(Dataset excerpts)
..........
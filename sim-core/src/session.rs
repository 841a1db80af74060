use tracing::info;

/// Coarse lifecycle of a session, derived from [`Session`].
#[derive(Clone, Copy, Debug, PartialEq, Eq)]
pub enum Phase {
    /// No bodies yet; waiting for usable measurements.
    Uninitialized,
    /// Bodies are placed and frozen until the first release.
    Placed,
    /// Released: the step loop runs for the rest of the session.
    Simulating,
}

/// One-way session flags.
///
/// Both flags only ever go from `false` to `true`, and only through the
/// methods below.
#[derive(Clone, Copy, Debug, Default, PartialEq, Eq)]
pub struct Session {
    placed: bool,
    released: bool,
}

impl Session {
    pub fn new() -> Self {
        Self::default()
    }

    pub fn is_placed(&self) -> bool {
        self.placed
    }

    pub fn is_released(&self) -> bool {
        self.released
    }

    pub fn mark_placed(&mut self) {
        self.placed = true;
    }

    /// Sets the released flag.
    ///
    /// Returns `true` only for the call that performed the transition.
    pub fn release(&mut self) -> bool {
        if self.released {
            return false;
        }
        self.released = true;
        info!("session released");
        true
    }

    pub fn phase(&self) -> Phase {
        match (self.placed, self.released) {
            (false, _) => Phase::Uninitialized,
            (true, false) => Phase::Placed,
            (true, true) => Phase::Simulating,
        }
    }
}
..........
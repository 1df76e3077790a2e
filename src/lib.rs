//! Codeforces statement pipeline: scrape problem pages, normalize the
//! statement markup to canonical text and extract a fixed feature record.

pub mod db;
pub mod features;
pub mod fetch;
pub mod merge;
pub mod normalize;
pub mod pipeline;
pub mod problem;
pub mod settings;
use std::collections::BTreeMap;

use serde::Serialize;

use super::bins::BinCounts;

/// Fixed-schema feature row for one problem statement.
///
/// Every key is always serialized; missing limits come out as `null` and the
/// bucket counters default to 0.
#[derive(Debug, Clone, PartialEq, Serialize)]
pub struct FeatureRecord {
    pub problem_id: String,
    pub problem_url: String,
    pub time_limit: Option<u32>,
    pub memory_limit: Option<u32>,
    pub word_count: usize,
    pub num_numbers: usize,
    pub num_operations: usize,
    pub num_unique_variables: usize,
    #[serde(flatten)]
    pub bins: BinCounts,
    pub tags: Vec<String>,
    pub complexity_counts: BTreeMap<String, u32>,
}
..........
→ Task: Transcribe each line of the data above, unaltered, from the one where "pub fn new()" appears to the one where "(false, _) =>" appears, inclusive of both.

→ Solution below:
    pub fn new() -> Self {
        Self::default()
    }

    pub fn is_placed(&self) -> bool {
        self.placed
    }

    pub fn is_released(&self) -> bool {
        self.released
    }

    pub fn mark_placed(&mut self) {
        self.placed = true;
    }

    /// Sets the released flag.
    ///
    /// Returns `true` only for the call that performed the transition.
    pub fn release(&mut self) -> bool {
        if self.released {
            return false;
        }
        self.released = true;
        info!("session released");
        true
    }

    pub fn phase(&self) -> Phase {
        match (self.placed, self.released) {
            (false, _) => Phase::Uninitialized,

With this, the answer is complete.